Data for this exercise Start Marker

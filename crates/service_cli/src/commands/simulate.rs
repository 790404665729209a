//! Simulate command implementation
//!
//! Runs a batch of trials and reports the `(z, n)` table and the proportion
//! of trials not truncated by the cap.

use std::io;

use snoop_kernel::Simulation;
use tracing::{info, warn};

use crate::commands::time_limited_token;
use crate::config::SnoopConfig;
use crate::output;
use crate::Result;

/// Run the simulate command
pub fn run(config: &SnoopConfig) -> Result<()> {
    let simulation = Simulation::new(config.simulation_config()?);

    info!("Starting simulation...");
    info!("  Trials: {}", config.trials);
    info!("  Layout: {}", config.layout);
    info!("  Output format: {}", config.format);

    let token = time_limited_token(config.time_limit_secs);
    let report = simulation.run(&token)?;

    if report.is_partial() {
        warn!(
            "Time limit reached: reporting {} of {} trials",
            report.rows.len(),
            report.requested
        );
    }

    output::write_report(&mut io::stdout().lock(), &report, config.format, config.rows)?;

    info!("Simulation complete");
    Ok(())
}
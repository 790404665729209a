//! Trial command implementation
//!
//! Runs a single trial and prints `sum n z reason`.

use std::io;

use snoop_kernel::{SequentialSampler, SnoopRng, TrialParameters};
use tracing::info;

use crate::commands::time_limited_token;
use crate::output;
use crate::Result;

/// Run the trial command
pub fn run(crit: f64, nmin: f64, nmax: f64, seed: u64, time_limit_secs: Option<u64>) -> Result<()> {
    let params = TrialParameters::from_scalars(crit, nmin, nmax)?;

    info!("Starting trial...");
    info!("  crit: {}", params.crit());
    info!("  nmin: {}", params.nmin());
    info!("  nmax: {}", params.nmax());
    info!("  seed: {}", seed);

    let token = time_limited_token(time_limit_secs);
    let mut rng = SnoopRng::from_seed(seed);
    let result = SequentialSampler::new(params).run(&mut rng, &token)?;

    output::write_trial(&mut io::stdout().lock(), &result)?;

    info!("Trial complete after {} draws", rng.draws());
    Ok(())
}
//! Error types for the sequential sampling engine.
//!
//! Two outcomes leave the engine without a result:
//!
//! - [`SimulationError::InvalidArgument`]: a parameter failed validation. Always
//!   raised before any variate is drawn and never worth retrying.
//! - [`SimulationError::Cancelled`]: the caller signalled the cancellation token
//!   while a trial was in flight. This is a control outcome rather than a
//!   domain failure; use [`SimulationError::is_cancelled`] to tell it apart.

use thiserror::Error;

/// Errors raised by the sampler, runner and summary statistics.
#[derive(Debug, Clone, PartialEq, Eq, Error)]
pub enum SimulationError {
    /// Invalid parameter value with the offending field named.
    #[error("Invalid argument '{field}': {reason}")]
    InvalidArgument {
        /// Name of the offending parameter.
        field: &'static str,
        /// Description of the expected value.
        reason: String,
    },

    /// The in-flight trial was abandoned because cancellation was requested.
    #[error("Simulation cancelled")]
    Cancelled,
}

impl SimulationError {
    /// Creates an [`SimulationError::InvalidArgument`] for `field`.
    pub fn invalid(field: &'static str, reason: impl Into<String>) -> Self {
        Self::InvalidArgument {
            field,
            reason: reason.into(),
        }
    }

    /// Returns `true` if this is a cancellation outcome.
    #[inline]
    pub fn is_cancelled(&self) -> bool {
        matches!(self, Self::Cancelled)
    }

    /// Returns the offending field for validation errors.
    pub fn field(&self) -> Option<&'static str> {
        match self {
            Self::InvalidArgument { field, .. } => Some(*field),
            Self::Cancelled => None,
        }
    }
}

/// Result alias used throughout the kernel.
pub type Result<T> = std::result::Result<T, SimulationError>;
#[cfg(test)]
mod tests {
    use super::*;
    use approx::assert_abs_diff_eq;
    use std::collections::HashMap;

    fn env(pairs: &[(&str, &str)]) -> impl Fn(&str) -> Option<String> {
        let map: HashMap<String, String> = pairs
            .iter()
            .map(|(k, v)| (k.to_string(), v.to_string()))
            .collect();
        move |name| map.get(name).cloned()
    }

    #[test]
    fn test_default_config() {
        let config = SnoopConfig::default();
        assert_eq!(config.log_level, LogLevel::Info);
        assert_eq!(config.seed, 42);
        assert_eq!(config.trials, 1_000);
        assert_eq!(config.crit, None);
        assert_eq!(config.threshold(), Threshold::Confidence(0.95));
        assert_eq!(config.layout, StreamLayout::Shared);
        assert_eq!(config.format, OutputFormat::Table);
        assert!(config.validate().is_ok());
    }

    #[test]
    fn test_log_level_parsing() {
        assert_eq!(LogLevel::from_str("trace").unwrap(), LogLevel::Trace);
        assert_eq!(LogLevel::from_str("DEBUG").unwrap(), LogLevel::Debug);
        assert_eq!(LogLevel::from_str("Warn").unwrap(), LogLevel::Warn);
        assert!(LogLevel::from_str("loud").is_err());
    }

    #[test]
    fn test_format_parsing() {
        assert_eq!(OutputFormat::from_str("JSON").unwrap(), OutputFormat::Json);
        assert_eq!(OutputFormat::from_str("csv").unwrap(), OutputFormat::Csv);
        assert!(matches!(
            OutputFormat::from_str("xml"),
            Err(ConfigError::InvalidFormat(_))
        ));
    }

    #[test]
    fn test_toml_parsing() {
        let config: SnoopConfig = toml::from_str(
            r#"
            log_level = "warn"
            seed = 7
            trials = 250
            crit = 2.0
            nmin = 10
            nmax = 5000
            layout = "split"
            parallel = true
            format = "csv"
            "#,
        )
        .unwrap();

        assert_eq!(config.log_level, LogLevel::Warn);
        assert_eq!(config.seed, 7);
        assert_eq!(config.trials, 250);
        assert_eq!(config.threshold(), Threshold::Crit(2.0));
        assert_eq!(config.layout, StreamLayout::Split);
        assert!(config.parallel);
        assert_eq!(config.format, OutputFormat::Csv);
        // Unset keys keep their defaults
        assert_eq!(config.rows, 20);
        assert!(config.validate().is_ok());
    }

    #[test]
    fn test_toml_rejects_unknown_layout() {
        let result: Result<SnoopConfig, _> = toml::from_str(r#"layout = "diagonal""#);
        assert!(result.is_err());
    }

    #[test]
    fn test_env_overrides() {
        let mut config = SnoopConfig::default();
        config
            .apply_env_from(env(&[
                ("SNOOP_SEED", "99"),
                ("SNOOP_NMAX", "1000000000"),
                ("SNOOP_CONFIDENCE", "0.99"),
                ("SNOOP_LAYOUT", "split"),
                ("SNOOP_PARALLEL", "TRUE"),
            ]))
            .unwrap();

        assert_eq!(config.seed, 99);
        assert_eq!(config.nmax, 1_000_000_000);
        assert_abs_diff_eq!(config.confidence, 0.99);
        assert_eq!(config.layout, StreamLayout::Split);
        assert!(config.parallel);
    }

    #[test]
    fn test_env_parallel_and_rows() {
        let mut config = SnoopConfig::default();
        config
            .apply_env_from(env(&[("SNOOP_PARALLEL", "false"), ("SNOOP_ROWS", "0")]))
            .unwrap();
        assert!(!config.parallel);
        assert_eq!(config.rows, 0);

        for (name, value) in [("SNOOP_PARALLEL", "yes"), ("SNOOP_ROWS", "many")] {
            let err = SnoopConfig::default()
                .apply_env_from(env(&[(name, value)]))
                .unwrap_err();
            assert!(matches!(err, ConfigError::EnvError(ref m) if m.starts_with(name)));
        }
    }

    #[test]
    fn test_load_skips_batch_validation() {
        let config = load_config_with(
            &CliArgs::default(),
            env(&[("SNOOP_NMIN", "0"), ("SNOOP_SEED", "5"), ("SNOOP_LOG_LEVEL", "warn")]),
        )
        .unwrap();
        assert_eq!(config.seed, 5);
        assert_eq!(config.log_level, LogLevel::Warn);
        // The batch commands still reject it
        assert!(config.validate().is_err());
    }

    #[test]
    fn test_env_parse_error() {
        let mut config = SnoopConfig::default();
        let err = config
            .apply_env_from(env(&[("SNOOP_NMIN", "ten")]))
            .unwrap_err();
        assert!(matches!(err, ConfigError::EnvError(_)));
    }

    #[test]
    fn test_cli_takes_precedence() {
        let mut config = SnoopConfig::default();
        config
            .apply_env_from(env(&[("SNOOP_SEED", "99"), ("SNOOP_CRIT", "2.5")]))
            .unwrap();

        let cli = CliArgs {
            seed: Some(1),
            confidence: Some(0.9),
            verbose: true,
            format: Some("json".to_string()),
            ..Default::default()
        };
        config.merge_with_cli(&cli).unwrap();

        assert_eq!(config.seed, 1);
        assert_eq!(config.log_level, LogLevel::Debug);
        assert_eq!(config.format, OutputFormat::Json);
        // --confidence clears a crit inherited from the environment
        assert_eq!(config.threshold(), Threshold::Confidence(0.9));
    }

    #[test]
    fn test_simulation_config_validation() {
        let config = SnoopConfig {
            nmin: 0,
            ..Default::default()
        };
        assert!(matches!(config.validate(), Err(ConfigError::Simulation(_))));

        // Parallel execution needs split streams
        let config = SnoopConfig {
            parallel: true,
            ..Default::default()
        };
        assert!(config.validate().is_err());

        let config = SnoopConfig {
            parallel: true,
            layout: StreamLayout::Split,
            ..Default::default()
        };
        let sim = config.simulation_config().unwrap();
        assert_eq!(sim.execution(), Execution::Parallel);
        assert_abs_diff_eq!(sim.params().crit(), 1.6448536, epsilon = 1e-6);
    }

    #[test]
    fn test_explicit_missing_file_is_error() {
        let cli = CliArgs {
            config_file: Some(PathBuf::from("/nonexistent/snoop.toml")),
            ..Default::default()
        };
        assert!(matches!(build_config(&cli), Err(ConfigError::FileError(_))));
    }
}
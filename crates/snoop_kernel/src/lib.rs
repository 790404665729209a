//! # Snoop Kernel
//!
//! Monte Carlo engine for the optional-stopping ("data snooping") problem.
//!
//! A researcher who keeps sampling until a one-sided test looks significant
//! will, under a true null, eventually succeed with probability one. This
//! crate simulates that procedure: each trial draws standard-normal
//! observations until `S_n/√n > crit` (after a warm-up of `nmin` draws) or a
//! hard cap `nmax` is hit, and many trials are summarised into the
//! proportion that "found" an effect before the cap.
//!
//! ## Module Structure
//!
//! - [`rng`]: seeded standard-normal sources with per-trial substreams
//! - [`sampler`]: one trial of the stopping rule
//! - [`runner`]: many trials on a shared stream or on split substreams
//! - [`summary`]: proportion not capped, its standard error, `z` statistics
//! - [`quantile`]: confidence level to threshold
//! - [`simulation`]: validated configuration, batch runs and sweeps
//! - [`cancel`]: cooperative cancellation
//!
//! ## Usage Example
//!
//! ```rust
//! use snoop_kernel::{run_many, summarize, CancellationToken, SnoopRng, TrialParameters};
//!
//! let params = TrialParameters::new(1.6448536, 10, 10_000).unwrap();
//! let mut rng = SnoopRng::from_seed(2024);
//! let trials = run_many(&params, &mut rng, 100, &CancellationToken::new()).unwrap();
//!
//! let est = summarize(trials.results(), params.nmax()).unwrap();
//! assert!(est.proportion_not_capped >= 0.0 && est.proportion_not_capped <= 1.0);
//! ```

#![deny(missing_docs)]
#![deny(rustdoc::broken_intra_doc_links)]
#![deny(rustdoc::private_intra_doc_links)]

pub mod cancel;
pub mod error;
pub mod quantile;
pub mod rng;
pub mod runner;
pub mod sampler;
pub mod simulation;
pub mod summary;

pub use cancel::CancellationToken;
pub use error::{Result, SimulationError};
pub use quantile::{critical_value, normal_quantile};
pub use rng::{NormalSource, SnoopRng};
pub use runner::{run_many, Execution, RunStatus, TrialRunner, TrialSet};
pub use sampler::{simulate_trial, SequentialSampler, StopReason, TrialParameters, TrialResult};
pub use simulation::{
    Simulation, SimulationConfig, SimulationConfigBuilder, SimulationReport, StreamLayout,
    SweepPoint, Threshold,
};
pub use summary::{
    normalize, normalize_all, normalize_set, summarize, z_statistics, NormalizedTrial,
    SummaryEstimate, ZStatistics,
};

Data for this exercise End Marker

Copy each line of the entries in which the string "SequentialSampler" is found.

use snoop_kernel::{SequentialSampler, SnoopRng, TrialParameters};
    let result = SequentialSampler::new(params).run(&mut rng, &token)?;
pub use sampler::{simulate_trial, SequentialSampler, StopReason, TrialParameters, TrialResult};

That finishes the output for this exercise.